After the tour, Gooch told Gower to churn out county runs and prove how much he wanted to play for England. Gower averaged 17.8 in his first five Championship games. "It was one of those terrible ironies — the harder I tried, the worse it got… It was the most debilitating time of my life and career — it was horrendous."
The period provided Chris Cowdrey with material for his best man's speech, after Gower was omitted from the tour of India in 1992/93: a decision so contentious that it led to MCC members calling a vote of no-confidence in England's selectors.
"He went through the absences alphabetically," Gower chuckles. "A, Bs, Cs and Ds and so on… But no Gs!

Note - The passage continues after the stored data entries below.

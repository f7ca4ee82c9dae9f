//! DWC2 (DesignWare USB 2.0 OTG) controller core bring-up.
//!
//! This crate covers the part of a DWC2 driver that has to run before any
//! data moves: checking the Synopsys identification register, selecting and
//! configuring the PHY transceiver, the version-dependent core soft reset,
//! flushing the packet FIFOs and priming the interrupt/DMA configuration.
//! Transfer scheduling, interrupt dispatch and the USB protocol state
//! machine are layered on top; MCU clock/power/strap glue is reached through
//! [`PlatformOp`].
//!
//! Every hardware wait is bounded and reports [`Dwc2Error::Timeout`] instead
//! of spinning forever on a wedged core.

#![no_std]

extern crate alloc;

pub mod consts;
pub mod err;
pub mod otg;
pub mod phy;
mod reg;

pub use err::{Dwc2Error, Result};
pub use otg::{Dwc2, PlatformOp, Quirks, Role, Speed};
pub use phy::PhyCapability;
pub use reg::{Dwc2Regs, ResetProtocol};
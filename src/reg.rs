//! DWC2 global register block.
//!
//! Layout follows the Synopsys global CSR map (GOTGCTL at 0x000 through
//! PCGCCTL at 0xE00). Only the registers the bring-up sequence touches carry
//! bitfield definitions; the rest are plain words kept for layout.

use core::hint::spin_loop;
use core::ptr::NonNull;
use core::sync::atomic::{Ordering, fence};

use log::{debug, warn};
use tock_registers::interfaces::{ReadWriteable, Readable, Writeable};
use tock_registers::registers::{ReadOnly, ReadWrite};
use tock_registers::{register_bitfields, register_structs};

use crate::consts::*;
use crate::err::{Dwc2Error, Result};
use crate::otg::Quirks;

register_bitfields![u32,
    pub GAHBCFG [
        /// Global interrupt enable
        GINT OFFSET(0) NUMBITS(1) [],
        /// AHB burst length
        HBSTLEN OFFSET(1) NUMBITS(4) [
            Single = 0,
            Incr = 1,
            Incr4 = 3,
            Incr8 = 5,
            Incr16 = 7
        ],
        /// Internal DMA enable
        DMAEN OFFSET(5) NUMBITS(1) [],
        /// Tx FIFO empty interrupt trigger level
        TXFELVL OFFSET(7) NUMBITS(1) [
            HalfEmpty = 0,
            Empty = 1
        ],
    ],

    pub GUSBCFG [
        /// HS/FS timeout calibration
        TOCAL OFFSET(0) NUMBITS(3) [],
        /// 16-bit UTMI+ interface
        PHYIF16 OFFSET(3) NUMBITS(1) [],
        /// ULPI (1) or UTMI+ (0) interface select
        ULPI_UTMI_SEL OFFSET(4) NUMBITS(1) [],
        /// Dedicated fullspeed transceiver select
        PHYSEL OFFSET(6) NUMBITS(1) [],
        /// ULPI double data rate select
        DDRSEL OFFSET(7) NUMBITS(1) [],
        /// USB turnaround time, in PHY clocks
        TRDT OFFSET(10) NUMBITS(4) [],
        /// ULPI FS/LS serial mode select
        ULPIFSLS OFFSET(17) NUMBITS(1) [],
        /// ULPI clock suspend mode
        ULPICSM OFFSET(19) NUMBITS(1) [],
        /// ULPI external VBUS drive
        ULPIEVBUSD OFFSET(20) NUMBITS(1) [],
        /// ULPI external VBUS indicator
        ULPIEVBUSI OFFSET(21) NUMBITS(1) [],
    ],

    pub GRSTCTL [
        /// Core soft reset. Self-clearing before 4.20a, write-only after.
        CSRST OFFSET(0) NUMBITS(1) [],
        /// Rx FIFO flush, self-clearing
        RXFFLSH OFFSET(4) NUMBITS(1) [],
        /// Tx FIFO flush, self-clearing
        TXFFLSH OFFSET(5) NUMBITS(1) [],
        /// Tx FIFO number to flush; 0x10 flushes all
        TXFNUM OFFSET(6) NUMBITS(5) [],
        /// Reset-done handshake, write-1-to-clear. 4.20a and later only.
        CSRST_DONE OFFSET(29) NUMBITS(1) [],
        /// AHB master idle
        AHBIDL OFFSET(31) NUMBITS(1) [],
    ],

    pub GINTMSK [
        /// Rx FIFO non-empty
        RXFLVLM OFFSET(4) NUMBITS(1) [],
    ],

    pub GSNPSID [
        /// Core revision, BCD coded
        REVISION OFFSET(0) NUMBITS(16) [],
        /// Core family identity
        ID OFFSET(16) NUMBITS(16) [],
    ],

    pub GHWCFG2 [
        /// Highspeed transceiver wired to the core
        HSPHY_TYPE OFFSET(6) NUMBITS(2) [],
    ],

    pub GHWCFG4 [
        /// UTMI+ data width support; non-zero means 16-bit capable
        PHY_DATA_WIDTH OFFSET(14) NUMBITS(2) [],
    ],

    pub GDFIFOCFG [
        /// Total FIFO RAM depth in words
        GDFIFOCFG OFFSET(0) NUMBITS(16) [],
        /// First FIFO word holding endpoint info (DMA mode)
        EPINFOBASE OFFSET(16) NUMBITS(16) [],
    ],

    pub PCGCCTL [
        /// Stop the PHY clock
        STOPPCLK OFFSET(0) NUMBITS(1) [],
        /// Gate the AHB clock to the core
        GATEHCLK OFFSET(1) NUMBITS(1) [],
        /// Power clamp
        PWRCLMP OFFSET(2) NUMBITS(1) [],
        /// Reset the power-down module
        RSTPDWNMODULE OFFSET(3) NUMBITS(1) [],
    ],
];

register_structs! {
    /// Global CSR map of one DWC2 port.
    pub CoreGlobalRegs {
        (0x000 => pub gotgctl: ReadWrite<u32>),
        (0x004 => pub gotgint: ReadWrite<u32>),
        (0x008 => pub gahbcfg: ReadWrite<u32, GAHBCFG::Register>),
        (0x00C => pub gusbcfg: ReadWrite<u32, GUSBCFG::Register>),
        (0x010 => pub grstctl: ReadWrite<u32, GRSTCTL::Register>),
        (0x014 => pub gintsts: ReadWrite<u32>),
        (0x018 => pub gintmsk: ReadWrite<u32, GINTMSK::Register>),
        (0x01C => pub grxstsr: ReadOnly<u32>),
        (0x020 => pub grxstsp: ReadOnly<u32>),
        (0x024 => pub grxfsiz: ReadWrite<u32>),
        (0x028 => pub gnptxfsiz: ReadWrite<u32>),
        (0x02C => pub gnptxsts: ReadOnly<u32>),
        (0x030 => _reserved0),
        (0x038 => pub ggpio: ReadWrite<u32>),
        (0x03C => pub guid: ReadWrite<u32>),
        (0x040 => pub gsnpsid: ReadOnly<u32, GSNPSID::Register>),
        (0x044 => pub ghwcfg1: ReadOnly<u32>),
        (0x048 => pub ghwcfg2: ReadOnly<u32, GHWCFG2::Register>),
        (0x04C => pub ghwcfg3: ReadOnly<u32>),
        (0x050 => pub ghwcfg4: ReadOnly<u32, GHWCFG4::Register>),
        (0x054 => _reserved1),
        (0x05C => pub gdfifocfg: ReadWrite<u32, GDFIFOCFG::Register>),
        (0x060 => _reserved2),
        (0xE00 => pub pcgcctl: ReadWrite<u32, PCGCCTL::Register>),
        (0xE04 => @END),
    }
}

/// How core soft reset completion is reported, by core generation.
///
/// Decided once per reset from the GSNPSID revision field.
#[derive(Debug, Clone, Copy, PartialEq, Eq)]
pub enum ResetProtocol {
    /// CSRST self-clears once the reset pulse finishes.
    SelfClearing,
    /// CSRST reads back undefined; completion is reported through the
    /// CSRST_DONE bit and CSRST must be cleared by software.
    DoneHandshake,
}

impl ResetProtocol {
    /// 4.20a made CSRST write-only and introduced CSRST_DONE.
    pub fn for_revision(rev: u16) -> Self {
        if rev < CORE_REV_4_20A {
            Self::SelfClearing
        } else {
            Self::DoneHandshake
        }
    }
}

/// Owned accessor for one port's global register block.
///
/// One handle exists per port; everything that writes takes `&mut self`,
/// which is what serializes bring-up against any other use of the port.
pub struct Dwc2Regs {
    base: usize,
}

impl Dwc2Regs {
    /// # Safety
    ///
    /// `base` must point at the global CSR block of a DWC2 core that stays
    /// mapped for the lifetime of the handle, and no other handle may alias
    /// the same port.
    pub unsafe fn new(base: NonNull<u8>) -> Self {
        Self {
            base: base.as_ptr() as usize,
        }
    }

    pub(crate) fn global(&self) -> &'static CoreGlobalRegs {
        unsafe { &*(self.base as *const CoreGlobalRegs) }
    }

    /// Raw GSNPSID word.
    pub fn snpsid(&self) -> u32 {
        self.global().gsnpsid.get()
    }

    /// Core revision, BCD coded (0x430A reads as 4.30a).
    pub fn core_revision(&self) -> u16 {
        self.global().gsnpsid.read(GSNPSID::REVISION) as u16
    }

    /// Whether GHWCFG4 advertises a 16-bit UTMI+ data path.
    pub fn supports_16bit_phy(&self) -> bool {
        self.global().ghwcfg4.read(GHWCFG4::PHY_DATA_WIDTH) != 0
    }

    pub(crate) fn read_gusbcfg(&self) -> u32 {
        self.global().gusbcfg.get()
    }

    pub(crate) fn write_gusbcfg(&mut self, value: u32) {
        self.global().gusbcfg.set(value);
        fence(Ordering::SeqCst);
    }

    /// Check the Synopsys identification register.
    ///
    /// Fails when the id matches no known core family, which on real boards
    /// means the controller clock or power domain is not enabled. Parts
    /// carrying [`Quirks::ZERO_SNPSID`] skip the check: their id and hwcfg
    /// registers read all-zero by erratum.
    pub fn check_core_id(&self, quirks: Quirks) -> Result {
        let g = self.global();
        debug!(
            "DWC2 guid={:#010x} gsnpsid={:#010x} ghwcfg1={:#010x} ghwcfg2={:#010x} ghwcfg3={:#010x} ghwcfg4={:#010x}",
            g.guid.get(),
            g.gsnpsid.get(),
            g.ghwcfg1.get(),
            g.ghwcfg2.get(),
            g.ghwcfg3.get(),
            g.ghwcfg4.get(),
        );

        if quirks.contains(Quirks::ZERO_SNPSID) {
            debug!("DWC2: GSNPSID check skipped on this part");
            return Ok(());
        }

        let found = self.snpsid();
        match found & GSNPSID_ID_MASK {
            DWC2_OTG_ID | DWC2_FS_IOT_ID | DWC2_HS_IOT_ID => Ok(()),
            _ => {
                warn!("DWC2: unrecognized GSNPSID {found:#010x}, is the core clocked?");
                Err(Dwc2Error::UnknownCoreId { found })
            }
        }
    }

    /// Soft-reset the core and wait for the AHB master to go idle.
    ///
    /// The PHY selection in GUSBCFG must already be programmed. The reset
    /// pulse clears the turnaround field, so callers reprogram it afterwards.
    pub fn core_soft_reset(&mut self) -> Result {
        let g = self.global();

        g.grstctl.modify(GRSTCTL::CSRST::SET);

        match ResetProtocol::for_revision(self.core_revision()) {
            ResetProtocol::SelfClearing => {
                poll_until(RESET_POLL_LIMIT, "core soft reset", || {
                    !g.grstctl.is_set(GRSTCTL::CSRST)
                })?;
            }
            ResetProtocol::DoneHandshake => {
                poll_until(RESET_POLL_LIMIT, "core soft reset done", || {
                    g.grstctl.is_set(GRSTCTL::CSRST_DONE)
                })?;
                // One write: drop CSRST and acknowledge CSRST_DONE (w1c).
                g.grstctl
                    .modify(GRSTCTL::CSRST::CLEAR + GRSTCTL::CSRST_DONE::SET);
            }
        }

        poll_until(RESET_POLL_LIMIT, "ahb master idle", || {
            g.grstctl.is_set(GRSTCTL::AHBIDL)
        })
    }

    /// Flush one Tx FIFO, or all of them with [`FLUSH_ALL_TX_FIFOS`].
    pub fn flush_tx_fifo(&mut self, fnum: u8) -> Result {
        let g = self.global();
        g.grstctl
            .write(GRSTCTL::TXFFLSH::SET + GRSTCTL::TXFNUM.val(fnum as u32));
        poll_until(FLUSH_POLL_LIMIT, "tx fifo flush", || {
            !g.grstctl.is_set(GRSTCTL::TXFFLSH)
        })
    }

    /// Flush the shared Rx FIFO.
    pub fn flush_rx_fifo(&mut self) -> Result {
        let g = self.global();
        g.grstctl.write(GRSTCTL::RXFFLSH::SET);
        poll_until(FLUSH_POLL_LIMIT, "rx fifo flush", || {
            !g.grstctl.is_set(GRSTCTL::RXFFLSH)
        })
    }

    /// Max out the HS/FS interpacket timeout calibration. The linestate
    /// delay varies from one PHY to another and adds to the interpacket
    /// time the core has to tolerate.
    pub(crate) fn max_timeout_calibration(&mut self) {
        self.global().gusbcfg.modify(GUSBCFG::TOCAL.val(7));
    }

    /// Stop gating the PHY and AHB clocks.
    pub(crate) fn ungate_phy_clock(&mut self) {
        self.global().pcgcctl.modify(
            PCGCCTL::STOPPCLK::CLEAR
                + PCGCCTL::GATEHCLK::CLEAR
                + PCGCCTL::PWRCLMP::CLEAR
                + PCGCCTL::RSTPDWNMODULE::CLEAR,
        );
    }

    /// Acknowledge everything pending in GINTSTS and GOTGINT (both are
    /// write-1-to-clear) and mask all interrupt sources.
    pub(crate) fn clear_pending_interrupts(&mut self) {
        let g = self.global();

        let pending = g.gintsts.get();
        g.gintsts.set(pending);

        let pending = g.gotgint.get();
        g.gotgint.set(pending);

        g.gintmsk.set(0);
    }

    /// Program the endpoint-info FIFO base and turn on internal DMA with an
    /// 8-beat burst. Only takes effect directly after a core soft reset.
    pub(crate) fn enable_dma(&mut self, epinfo_base: u16) {
        let g = self.global();
        g.gdfifocfg.write(
            GDFIFOCFG::EPINFOBASE.val(epinfo_base as u32)
                + GDFIFOCFG::GDFIFOCFG.val(epinfo_base as u32),
        );
        g.gahbcfg
            .modify(GAHBCFG::DMAEN::SET + GAHBCFG::HBSTLEN::Incr8);
    }

    /// Unmask the Rx FIFO non-empty interrupt (slave mode transfers).
    pub(crate) fn unmask_rx_fifo_level(&mut self) {
        self.global().gintmsk.modify(GINTMSK::RXFLVLM::SET);
    }

    /// Trigger the Tx FIFO empty interrupt only on a completely empty FIFO.
    pub(crate) fn set_tx_fifo_empty_level(&mut self) {
        self.global().gahbcfg.modify(GAHBCFG::TXFELVL::Empty);
    }
}

fn poll_until(limit: u32, condition: &'static str, mut done: impl FnMut() -> bool) -> Result {
    for _ in 0..limit {
        if done() {
            return Ok(());
        }
        spin_loop();
    }
    warn!("DWC2: timed out waiting for {condition}");
    Err(Dwc2Error::Timeout { condition })
}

"An epithet like Cavalier and Roundhead is an easy tag — it's good in one sense because it explains the core of an issue, but it doesn't give you the nuance," Gower reflects. "There's always scope for different elements within an 11." A cricket team, in his view, needs both Goochs and Gowers.
And, if his languid style could be a little infuriating, Gower's consistency was underrated. He succeeded against both pace and spin. Unusually, he averaged more away than at home — averaging over 42 in all continents in which he played, even succeeding against the imperious pace attack in West Indies.
Seven men, including Gower himself, captained him in at least three Tests; Gower averaged over 40 under each which soared to 54 under Gooch, the Roundhead who thought that he had no need for his Cavalier. Only two men — Jack Hobbs and Sachin Tendulkar — have ever bettered Gower's nine centuries against Australia.
England, he is confident, will have reason for cheer once again this summer.
"England will win," he says, predicting one rain-ruined draw and the hosts triumphing 3-1. Just like 1985, then? "That’ll do."